Segment Start: RECORD EXTRACTS
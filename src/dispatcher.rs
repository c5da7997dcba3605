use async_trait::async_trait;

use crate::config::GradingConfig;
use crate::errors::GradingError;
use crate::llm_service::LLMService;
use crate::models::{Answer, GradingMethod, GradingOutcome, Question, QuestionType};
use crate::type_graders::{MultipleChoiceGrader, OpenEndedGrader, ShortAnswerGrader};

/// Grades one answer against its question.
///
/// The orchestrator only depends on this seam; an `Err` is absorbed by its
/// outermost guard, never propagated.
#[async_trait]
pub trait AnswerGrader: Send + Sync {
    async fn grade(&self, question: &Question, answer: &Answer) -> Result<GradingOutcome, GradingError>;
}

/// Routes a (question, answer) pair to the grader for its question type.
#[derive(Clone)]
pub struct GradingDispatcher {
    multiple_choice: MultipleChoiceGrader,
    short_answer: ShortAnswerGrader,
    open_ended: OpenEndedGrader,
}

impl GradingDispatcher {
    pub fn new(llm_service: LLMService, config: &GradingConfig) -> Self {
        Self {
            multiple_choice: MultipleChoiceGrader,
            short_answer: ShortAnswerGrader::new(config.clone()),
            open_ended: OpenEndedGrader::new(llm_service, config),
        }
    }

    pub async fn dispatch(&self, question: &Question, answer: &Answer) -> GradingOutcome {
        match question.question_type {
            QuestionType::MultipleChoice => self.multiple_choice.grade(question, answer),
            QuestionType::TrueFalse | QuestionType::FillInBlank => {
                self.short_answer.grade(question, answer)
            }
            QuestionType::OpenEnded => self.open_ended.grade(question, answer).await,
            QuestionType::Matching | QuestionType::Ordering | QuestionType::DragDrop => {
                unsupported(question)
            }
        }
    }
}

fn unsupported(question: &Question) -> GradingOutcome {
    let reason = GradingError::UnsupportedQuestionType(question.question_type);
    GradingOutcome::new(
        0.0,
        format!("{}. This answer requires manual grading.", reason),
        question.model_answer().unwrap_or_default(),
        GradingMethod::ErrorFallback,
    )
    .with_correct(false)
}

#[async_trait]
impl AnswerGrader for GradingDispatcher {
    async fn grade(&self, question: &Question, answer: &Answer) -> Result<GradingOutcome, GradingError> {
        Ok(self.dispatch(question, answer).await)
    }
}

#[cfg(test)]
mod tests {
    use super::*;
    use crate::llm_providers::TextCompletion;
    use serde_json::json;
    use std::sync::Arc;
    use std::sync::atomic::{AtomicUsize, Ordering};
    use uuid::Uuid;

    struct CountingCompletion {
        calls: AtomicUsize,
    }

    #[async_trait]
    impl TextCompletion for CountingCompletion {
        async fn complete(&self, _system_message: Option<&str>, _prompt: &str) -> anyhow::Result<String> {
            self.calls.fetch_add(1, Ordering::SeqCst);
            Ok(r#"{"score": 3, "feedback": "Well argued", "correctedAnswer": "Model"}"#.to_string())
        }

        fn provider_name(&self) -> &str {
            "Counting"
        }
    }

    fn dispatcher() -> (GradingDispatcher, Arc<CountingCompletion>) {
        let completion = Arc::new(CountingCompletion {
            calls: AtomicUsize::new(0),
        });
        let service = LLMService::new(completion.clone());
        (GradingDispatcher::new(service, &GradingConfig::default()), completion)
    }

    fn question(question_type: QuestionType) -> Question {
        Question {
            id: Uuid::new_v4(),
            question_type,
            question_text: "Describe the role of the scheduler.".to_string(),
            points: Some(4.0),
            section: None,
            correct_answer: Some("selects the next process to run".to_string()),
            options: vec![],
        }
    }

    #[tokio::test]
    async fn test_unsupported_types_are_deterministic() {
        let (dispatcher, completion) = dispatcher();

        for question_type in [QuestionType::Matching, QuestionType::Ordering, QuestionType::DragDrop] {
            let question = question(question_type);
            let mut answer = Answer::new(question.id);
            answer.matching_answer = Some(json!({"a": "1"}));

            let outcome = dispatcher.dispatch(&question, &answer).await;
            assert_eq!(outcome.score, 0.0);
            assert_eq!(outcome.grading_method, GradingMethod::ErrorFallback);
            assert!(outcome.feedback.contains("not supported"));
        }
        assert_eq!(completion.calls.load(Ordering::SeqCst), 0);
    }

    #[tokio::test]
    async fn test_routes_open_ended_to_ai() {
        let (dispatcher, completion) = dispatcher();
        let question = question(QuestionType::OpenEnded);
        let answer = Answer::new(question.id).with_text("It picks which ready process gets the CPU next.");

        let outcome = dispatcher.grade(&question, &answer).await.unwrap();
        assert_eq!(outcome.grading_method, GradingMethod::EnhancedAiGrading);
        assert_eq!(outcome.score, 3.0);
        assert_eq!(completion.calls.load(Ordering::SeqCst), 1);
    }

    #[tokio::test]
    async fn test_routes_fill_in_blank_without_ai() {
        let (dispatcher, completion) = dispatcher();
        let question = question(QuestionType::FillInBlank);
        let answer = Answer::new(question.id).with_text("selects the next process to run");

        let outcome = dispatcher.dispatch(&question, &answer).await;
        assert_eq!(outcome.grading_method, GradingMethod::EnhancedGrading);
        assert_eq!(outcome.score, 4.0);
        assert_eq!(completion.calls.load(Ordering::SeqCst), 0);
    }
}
Segment End: RECORD EXTRACTS
EXERCISE DETAILS: Determine the number of lines in the data above that hold "DragDrop", and reply with that number alone.

SOLUTION: 2